What the task requires: Where does the word "String" show up in the records? Copy every line that holds it.

Recorded information:
== Segment start ==

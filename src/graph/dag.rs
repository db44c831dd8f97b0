//! Wraps the graph view in a petgraph digraph for topology checks and DOT
//! rendering.

use super::view::GraphView;
use crate::resolve::ResolveError;
use petgraph::algo::toposort;
use petgraph::dot::{Config, Dot};
use petgraph::graph::{DiGraph, NodeIndex};
use std::collections::BTreeMap;

/// A materialized directed graph over the view's node and edge sets.
///
/// Edges run from dependency to dependent, so a topological order lists every
/// source before the nodes that read it.
#[derive(Debug, Clone, Default)]
pub struct DependencyDag {
    graph: DiGraph<String, String>,
}

impl DependencyDag {
    pub fn from_view(view: &GraphView) -> Self {
        let mut graph = DiGraph::new();
        let mut index: BTreeMap<String, NodeIndex> = BTreeMap::new();

        for name in view.nodes() {
            let idx = graph.add_node(name.clone());
            index.insert(name, idx);
        }
        for (source, dependent) in view.edges() {
            graph.add_edge(index[&source], index[&dependent], String::new());
        }

        Self { graph }
    }

    pub fn node_count(&self) -> usize {
        self.graph.node_count()
    }

    pub fn edge_count(&self) -> usize {
        self.graph.edge_count()
    }

    /// A dependency-first ordering of all node names, or a cycle error
    /// naming one node on the offending loop.
    pub fn toposort(&self) -> Result<Vec<String>, ResolveError> {
        match toposort(&self.graph, None) {
            Ok(order) => Ok(order
                .into_iter()
                .map(|idx| self.graph[idx].clone())
                .collect()),
            Err(cycle) => Err(ResolveError::Cycle {
                chain: self.graph[cycle.node_id()].clone(),
            }),
        }
    }

    /// Graphviz DOT text for the whole graph; edge labels are suppressed.
    pub fn to_dot(&self) -> String {
        format!("{}", Dot::with_config(&self.graph, &[Config::EdgeNoLabel]))
    }
}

== Segment end ==

Answer box:
    graph: DiGraph<String, String>,
        let mut index: BTreeMap<String, NodeIndex> = BTreeMap::new();
            graph.add_edge(index[&source], index[&dependent], String::new());
    pub fn toposort(&self) -> Result<Vec<String>, ResolveError> {
    pub fn to_dot(&self) -> String {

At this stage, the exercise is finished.